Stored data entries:

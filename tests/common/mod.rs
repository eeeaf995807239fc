//! In-memory native codec library for tests.
//!
//! Encodes bitmaps as `magic | width | height | layout | pixels | metadata`,
//! counts every native call, and can be told to fail decode or encode.

#![allow(dead_code)]

use std::collections::HashMap;
use std::sync::Arc;
use std::sync::atomic::{AtomicBool, AtomicU64, AtomicUsize, Ordering};

use parking_lot::Mutex;
use zenfreeimage::*;

const LAYOUTS: [PixelLayout; 9] = [
    PixelLayout::Gray8,
    PixelLayout::Gray16,
    PixelLayout::GrayF32,
    PixelLayout::Rgb8,
    PixelLayout::Rgba8,
    PixelLayout::Rgb16,
    PixelLayout::Rgba16,
    PixelLayout::RgbF32,
    PixelLayout::RgbaF32,
];

#[derive(Clone, Debug)]
pub struct MockFormat {
    pub name: &'static str,
    pub description: &'static str,
    pub extensions: &'static str,
    pub magic: &'static [u8],
    pub enabled: bool,
    pub readable: bool,
    pub writable: bool,
}

impl MockFormat {
    pub fn new(name: &'static str, extensions: &'static str, magic: &'static [u8]) -> Self {
        Self {
            name,
            description: name,
            extensions,
            magic,
            enabled: true,
            readable: true,
            writable: true,
        }
    }

    pub fn disabled(mut self) -> Self {
        self.enabled = false;
        self
    }

    pub fn read_only(mut self) -> Self {
        self.writable = false;
        self
    }
}

pub fn png() -> MockFormat {
    MockFormat {
        description: "Portable Network Graphics",
        ..MockFormat::new("PNG", "png", b"\x89PNG")
    }
}

pub fn jpg() -> MockFormat {
    MockFormat {
        description: "JPEG - JFIF Compliant",
        ..MockFormat::new("JPG", "jpg,jif,jpeg,jpe", b"\xFF\xD8\xFF")
    }
}

#[derive(Default)]
struct MockBitmap {
    format: usize,
    pixels: Option<PixelBuffer>,
    meta: Metadata,
}

#[derive(Default)]
pub struct MockLibrary {
    formats: Vec<MockFormat>,
    loaded: bool,
    bitmaps: Mutex<HashMap<u64, MockBitmap>>,
    next: AtomicU64,
    pub opens: AtomicUsize,
    pub closes: AtomicUsize,
    pub stale_closes: AtomicUsize,
    pub resolves: AtomicUsize,
    pub bitmap_calls: AtomicUsize,
    pub fail_decode: AtomicBool,
    pub fail_encode: AtomicBool,
}

impl MockLibrary {
    pub fn new(formats: Vec<MockFormat>) -> Arc<Self> {
        Arc::new(Self {
            formats,
            loaded: true,
            ..Default::default()
        })
    }

    /// A library whose shared object could not be loaded.
    pub fn unloaded(formats: Vec<MockFormat>) -> Arc<Self> {
        Arc::new(Self {
            formats,
            loaded: false,
            ..Default::default()
        })
    }

    pub fn png_jpg() -> Arc<Self> {
        Self::new(vec![png(), jpg()])
    }

    pub fn opens(&self) -> usize {
        self.opens.load(Ordering::SeqCst)
    }

    pub fn closes(&self) -> usize {
        self.closes.load(Ordering::SeqCst)
    }

    pub fn resolves(&self) -> usize {
        self.resolves.load(Ordering::SeqCst)
    }

    pub fn open_bitmaps(&self) -> usize {
        self.bitmaps.lock().len()
    }

    pub fn as_dyn(self: &Arc<Self>) -> Arc<dyn NativeCodecLibrary> {
        self.clone()
    }

    fn extension(name: &str) -> Option<String> {
        let (_, ext) = name.rsplit_once('.')?;
        Some(ext.to_ascii_lowercase())
    }

    fn with_bitmap<T>(
        &self,
        handle: BitmapHandle,
        f: impl FnOnce(&mut MockBitmap, &MockFormat) -> Result<T, CodecError>,
    ) -> Result<T, CodecError> {
        self.bitmap_calls.fetch_add(1, Ordering::SeqCst);
        let mut bitmaps = self.bitmaps.lock();
        let bitmap = bitmaps
            .get_mut(&handle.raw())
            .ok_or(CodecError::UnknownHandle(handle.raw()))?;
        let format = &self.formats[bitmap.format];
        f(bitmap, format)
    }
}

impl NativeCodecLibrary for MockLibrary {
    fn is_loaded(&self) -> bool {
        self.loaded
    }

    fn format_count(&self) -> usize {
        self.formats.len()
    }

    fn is_enabled(&self, index: usize) -> bool {
        self.formats.get(index).is_some_and(|f| f.enabled)
    }

    fn name_of(&self, index: usize) -> Option<Vec<u8>> {
        self.formats.get(index).map(|f| f.name.as_bytes().to_vec())
    }

    fn description_of(&self, index: usize) -> Option<Vec<u8>> {
        self.formats
            .get(index)
            .map(|f| f.description.as_bytes().to_vec())
    }

    fn extensions_of(&self, index: usize) -> Option<Vec<u8>> {
        self.formats
            .get(index)
            .map(|f| f.extensions.as_bytes().to_vec())
    }

    fn resolve_format(&self, hint: &ResolveHint<'_>, mode: Mode) -> Option<FormatId> {
        self.resolves.fetch_add(1, Ordering::SeqCst);
        let allowed = |f: &MockFormat| {
            f.enabled
                && match mode {
                    Mode::Read => f.readable,
                    Mode::Write => f.writable,
                }
        };
        if let Some(content) = hint.content {
            if let Some(i) = self
                .formats
                .iter()
                .position(|f| allowed(f) && content.starts_with(f.magic))
            {
                return Some(FormatId::from_index(i));
            }
        }
        let ext = Self::extension(hint.name)?;
        self.formats
            .iter()
            .position(|f| allowed(f) && f.extensions.split(',').any(|e| e == ext))
            .map(FormatId::from_index)
    }

    fn open_bitmap(
        &self,
        _hint: &str,
        format: FormatId,
        _flags: Flags,
    ) -> Result<BitmapHandle, CodecError> {
        let index = usize::try_from(format.get())
            .ok()
            .filter(|&i| i < self.formats.len())
            .ok_or_else(|| CodecError::Unsupported(format!("no format {format}")))?;
        self.opens.fetch_add(1, Ordering::SeqCst);
        let raw = self.next.fetch_add(1, Ordering::SeqCst);
        self.bitmaps.lock().insert(
            raw,
            MockBitmap {
                format: index,
                ..Default::default()
            },
        );
        Ok(BitmapHandle::new(raw))
    }

    fn load(&self, handle: BitmapHandle, data: &[u8]) -> Result<(), CodecError> {
        let fail = self.fail_decode.load(Ordering::SeqCst);
        self.with_bitmap(handle, |bitmap, format| {
            if fail {
                return Err(CodecError::decode(format.name, "injected failure"));
            }
            let (pixels, meta) = parse(format, data)
                .ok_or_else(|| CodecError::decode(format.name, "malformed data"))?;
            bitmap.pixels = Some(pixels);
            bitmap.meta = meta;
            Ok(())
        })
    }

    fn allocate(
        &self,
        handle: BitmapHandle,
        width: u32,
        height: u32,
        layout: PixelLayout,
    ) -> Result<(), CodecError> {
        let fail = self.fail_encode.load(Ordering::SeqCst);
        self.with_bitmap(handle, |bitmap, format| {
            if fail {
                return Err(CodecError::encode(format.name, "injected failure"));
            }
            bitmap.pixels = Some(PixelBuffer::zeroed(width, height, layout)?);
            Ok(())
        })
    }

    fn save(&self, handle: BitmapHandle) -> Result<Vec<u8>, CodecError> {
        self.with_bitmap(handle, |bitmap, format| {
            let pixels = bitmap
                .pixels
                .as_ref()
                .ok_or_else(|| CodecError::encode(format.name, "empty bitmap"))?;
            Ok(serialize(format, pixels, &bitmap.meta))
        })
    }

    fn describe(&self, handle: BitmapHandle) -> Result<BitmapInfo, CodecError> {
        self.with_bitmap(handle, |bitmap, format| {
            let pixels = bitmap
                .pixels
                .as_ref()
                .ok_or_else(|| CodecError::decode(format.name, "empty bitmap"))?;
            Ok(BitmapInfo {
                width: pixels.width(),
                height: pixels.height(),
                layout: pixels.layout(),
            })
        })
    }

    fn read_pixels(&self, handle: BitmapHandle) -> Result<PixelBuffer, CodecError> {
        self.with_bitmap(handle, |bitmap, format| {
            bitmap
                .pixels
                .clone()
                .ok_or_else(|| CodecError::decode(format.name, "empty bitmap"))
        })
    }

    fn read_meta(&self, handle: BitmapHandle) -> Result<Metadata, CodecError> {
        self.with_bitmap(handle, |bitmap, _| Ok(bitmap.meta.clone()))
    }

    fn write_pixels(&self, handle: BitmapHandle, pixels: &PixelBuffer) -> Result<(), CodecError> {
        let fail = self.fail_encode.load(Ordering::SeqCst);
        self.with_bitmap(handle, |bitmap, format| {
            if fail {
                return Err(CodecError::encode(format.name, "injected failure"));
            }
            let target = bitmap
                .pixels
                .as_mut()
                .ok_or_else(|| CodecError::encode(format.name, "not allocated"))?;
            if target.layout() != pixels.layout() {
                return Err(CodecError::LayoutMismatch {
                    expected: target.layout(),
                    actual: pixels.layout(),
                });
            }
            target.pixels_mut().copy_from_slice(pixels.pixels());
            Ok(())
        })
    }

    fn write_meta(&self, handle: BitmapHandle, meta: &Metadata) -> Result<(), CodecError> {
        self.with_bitmap(handle, |bitmap, _| {
            bitmap.meta.extend(meta.clone());
            Ok(())
        })
    }

    fn close(&self, handle: BitmapHandle) {
        if self.bitmaps.lock().remove(&handle.raw()).is_some() {
            self.closes.fetch_add(1, Ordering::SeqCst);
        } else {
            self.stale_closes.fetch_add(1, Ordering::SeqCst);
        }
    }
}

fn serialize(format: &MockFormat, pixels: &PixelBuffer, meta: &Metadata) -> Vec<u8> {
    let mut out = format.magic.to_vec();
    out.extend_from_slice(&pixels.width().to_le_bytes());
    out.extend_from_slice(&pixels.height().to_le_bytes());
    let layout = LAYOUTS.iter().position(|&l| l == pixels.layout()).unwrap();
    out.push(layout as u8);
    out.extend_from_slice(pixels.pixels());
    let texts: Vec<_> = meta
        .iter()
        .filter_map(|(model, key, value)| Some((model, key, value.as_text()?)))
        .collect();
    out.extend_from_slice(&(texts.len() as u32).to_le_bytes());
    for (model, key, text) in texts {
        for s in [model, key, text] {
            out.extend_from_slice(&(s.len() as u32).to_le_bytes());
            out.extend_from_slice(s.as_bytes());
        }
    }
    out
}

fn parse(format: &MockFormat, data: &[u8]) -> Option<(PixelBuffer, Metadata)> {
    let mut rest = data.strip_prefix(format.magic)?;
    let width = take_u32(&mut rest)?;
    let height = take_u32(&mut rest)?;
    let layout = *LAYOUTS.get(*rest.first()? as usize)?;
    rest = &rest[1..];
    let len = PixelBuffer::byte_len(width, height, layout).ok()?;
    let pixels = PixelBuffer::new(take(&mut rest, len)?.to_vec(), width, height, layout).ok()?;
    let mut meta = Metadata::new();
    for _ in 0..take_u32(&mut rest)? {
        let mut field = || {
            let n = take_u32(&mut rest)? as usize;
            String::from_utf8(take(&mut rest, n)?.to_vec()).ok()
        };
        let (model, key, text) = (field()?, field()?, field()?);
        meta.insert(model, key, text);
    }
    Some((pixels, meta))
}

fn take<'a>(rest: &mut &'a [u8], n: usize) -> Option<&'a [u8]> {
    if rest.len() < n {
        return None;
    }
    let (head, tail) = rest.split_at(n);
    *rest = tail;
    Some(head)
}

fn take_u32(rest: &mut &[u8]) -> Option<u32> {
    take(rest, 4).map(|b| u32::from_le_bytes(b.try_into().unwrap()))
}

/// A small RGB test pattern.
pub fn gradient(w: u32, h: u32) -> PixelBuffer {
    let mut pixels = Vec::with_capacity((w * h * 3) as usize);
    for y in 0..h {
        for x in 0..w {
            pixels.extend_from_slice(&[(x * 40) as u8, (y * 60) as u8, ((x + y) * 17) as u8]);
        }
    }
    PixelBuffer::new(pixels, w, h, PixelLayout::Rgb8).unwrap()
}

WORK REQUEST: Whenever the word "String" appears in a line above, copy that line.

SOLUTION TO THIS TASK:
    fn extension(name: &str) -> Option<String> {
            String::from_utf8(take(&mut rest, n)?.to_vec()).ok()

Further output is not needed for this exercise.